Although he did not get the traditional jazz gigs he sought when he came to New York, Eskelin believes that forging his own path early was probably for the best. "I was forced to find my own thing and develop it," he says. With the collective Joint Venture, which included trumpeter Paul Smoker, bassist Drew Gress, and drummer Phil Haynes, Eskelin fomented and began documenting his musical ideas. After his first two releases as a leader, Setting the Standard (Cadence) and Forms (Open Minds), he became involved in projects utilizing unconventional instrumentation. His tenor was matched with trombone and drums in drummer Joey Baron's Barondown, and Eskelin led a group comprised of tuba and percussion for his record Figure of Speech (Soul Note).

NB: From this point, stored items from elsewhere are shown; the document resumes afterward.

//! Чистые помощники разметки; собираются и тестируются и вне браузера.
#![cfg_attr(not(target_arch = "wasm32"), allow(dead_code))]

use board_core::{ControlKind, PageControl, SessionState};

/// Базовый URL API; пустая строка означает тот же origin.
pub(crate) const API_BASE_URL: &str = match option_env!("BOARD_API_BASE_URL") {
    Some(value) => value,
    None => "",
};

pub(crate) fn endpoint(base_url: &str, path: &str) -> String {
    if base_url.is_empty() {
        return format!("/{}", path.trim_start_matches('/'));
    }
    format!(
        "{}/{}",
        base_url.trim_end_matches('/'),
        path.trim_start_matches('/')
    )
}

/// CSS-классы элемента пагинации.
pub(crate) fn control_class(control: &PageControl) -> &'static str {
    match (control.kind, control.active, control.disabled) {
        (_, _, true) => "page-item disabled",
        (ControlKind::Page(_), true, _) => "page-item active",
        _ => "page-item",
    }
}

/// Показывать ли области «вошёл» и «гость».
pub(crate) fn session_regions(session: &SessionState) -> (bool, bool) {
    (session.is_logged_in, !session.is_logged_in)
}

pub(crate) fn user_label(user_id: Option<&str>) -> String {
    match user_id {
        Some(user_id) if !user_id.trim().is_empty() => format!("Пользователь: {user_id}"),
        _ => String::new(),
    }
}
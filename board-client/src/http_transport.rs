use std::time::Duration;

use async_trait::async_trait;
use board_core::{ApiError, ApiResult, Method, RawResponse, Transport};
use reqwest::Client;
use serde_json::Value;
use tracing::debug;

use crate::error::{BoardClientError, BoardClientResult};

#[derive(Debug, Clone, Copy, PartialEq, Eq)]
/// Таймауты HTTP-клиента.
pub struct Timeouts {
    /// Таймаут установки соединения.
    pub connect: Duration,
    /// Таймаут запроса целиком.
    pub request: Duration,
}

impl Default for Timeouts {
    fn default() -> Self {
        Self {
            connect: Duration::from_secs(5),
            request: Duration::from_secs(15),
        }
    }
}

#[derive(Debug, Clone)]
/// HTTP-транспорт до API доски на `reqwest`.
pub struct HttpTransport {
    base_url: String,
    client: Client,
}

impl HttpTransport {
    /// Создаёт транспорт с базовым URL сервера и таймаутами по умолчанию.
    pub fn new(base_url: impl Into<String>) -> BoardClientResult<Self> {
        Self::with_timeouts(base_url, Timeouts::default())
    }

    /// Создаёт транспорт с заданными таймаутами.
    pub fn with_timeouts(base_url: impl Into<String>, timeouts: Timeouts) -> BoardClientResult<Self> {
        let base_url = base_url.into();
        if base_url.trim().is_empty() {
            return Err(BoardClientError::InvalidBaseUrl(base_url));
        }

        let client = Client::builder()
            .connect_timeout(timeouts.connect)
            .timeout(timeouts.request)
            .build()?;

        Ok(Self { base_url, client })
    }

    /// Базовый URL сервера.
    pub fn base_url(&self) -> &str {
        &self.base_url
    }

    fn endpoint(&self, path: &str) -> String {
        format!(
            "{}/{}",
            self.base_url.trim_end_matches('/'),
            path.trim_start_matches('/')
        )
    }
}

fn reqwest_method(method: Method) -> reqwest::Method {
    match method {
        Method::Get => reqwest::Method::GET,
        Method::Post => reqwest::Method::POST,
        Method::Put => reqwest::Method::PUT,
        Method::Delete => reqwest::Method::DELETE,
    }
}

#[async_trait(?Send)]
impl Transport for HttpTransport {
    async fn send(
        &self,
        method: Method,
        path: &str,
        body: Option<&Value>,
        token: Option<&str>,
    ) -> ApiResult<RawResponse> {
        let url = self.endpoint(path);
        debug!(method = method.as_str(), %url, "sending request");

        let mut request = self.client.request(reqwest_method(method), url);
        if let Some(body) = body {
            request = request.json(body);
        }
        if let Some(token) = token {
            request = request.bearer_auth(token);
        }

        let response = request
            .send()
            .await
            .map_err(|err| ApiError::Network(err.to_string()))?;
        let status = response.status().as_u16();
        let body = response
            .text()
            .await
            .map_err(|err| ApiError::Network(err.to_string()))?;

        debug!(method = method.as_str(), path, status, "response received");
        Ok(RawResponse { status, body })
    }
}
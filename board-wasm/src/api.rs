use async_trait::async_trait;
use board_core::{ApiError, ApiResult, Method, RawResponse, Transport};
use gloo_net::http::RequestBuilder;
use serde_json::Value;

use crate::markup::endpoint;

/// Транспорт до API через `fetch` браузера.
pub(crate) struct FetchTransport {
    base_url: String,
}

impl FetchTransport {
    pub(crate) fn new(base_url: impl Into<String>) -> Self {
        Self {
            base_url: base_url.into(),
        }
    }
}

fn fetch_method(method: Method) -> gloo_net::http::Method {
    match method {
        Method::Get => gloo_net::http::Method::GET,
        Method::Post => gloo_net::http::Method::POST,
        Method::Put => gloo_net::http::Method::PUT,
        Method::Delete => gloo_net::http::Method::DELETE,
    }
}

#[async_trait(?Send)]
impl Transport for FetchTransport {
    async fn send(
        &self,
        method: Method,
        path: &str,
        body: Option<&Value>,
        token: Option<&str>,
    ) -> ApiResult<RawResponse> {
        let mut builder =
            RequestBuilder::new(&endpoint(&self.base_url, path)).method(fetch_method(method));
        if let Some(token) = token {
            builder = builder.header("Authorization", &format!("Bearer {token}"));
        }

        let request = match body {
            Some(body) => builder.json(body),
            None => builder.build(),
        }
        .map_err(|err| ApiError::Network(err.to_string()))?;

        let response = request
            .send()
            .await
            .map_err(|err| ApiError::Network(err.to_string()))?;
        let status = response.status();
        let body = response
            .text()
            .await
            .map_err(|err| ApiError::Network(err.to_string()))?;

        Ok(RawResponse { status, body })
    }
}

Eskelin then formed his current trio with accordion and sampler whiz Andrea Parkins and the inimitable Jim Black on drums. It is Eskelin's primary working band and will celebrate its tenth anniversary this March. Its seventh release, Arcanum Moderne (hatOLOGY), was released earlier this year and documents the band in peak form, their years of playing together evident in their fluidity moving from supporting to soloing in any given tune. Eskelin likens the approach of the trio to juggling, "taking three people and making it seem like a whole lot more is going on than really is." He started the band to explore playing with a chordal instrument, while staying away from known entities like guitar or piano. Accordion first filled that role, which later expanded with Parkins' sampler playing, as the idea for the band also expanded.

"I have a very, very clear idea of what I'm after all the time," Eskelin says. "I guess I'm setting the stage for things to happen and I have specific elements involved in that equation." He says he's like a director setting the scene and giving the musicians freedom to explore within the given parameters of a song. "I like to write because it gives me a chance to really ensure that each piece has its own concept, its own idea, its own sound and is fairly distinct from every other piece," Eskelin says. He writes simply and clearly to provoke rhythmic or harmonic ideas that would not ordinarily occur in a truly "free" improvisation. But Eskelin admits that he is writing less for this band and moving towards complete improvisation, which he feels the band could do convincingly.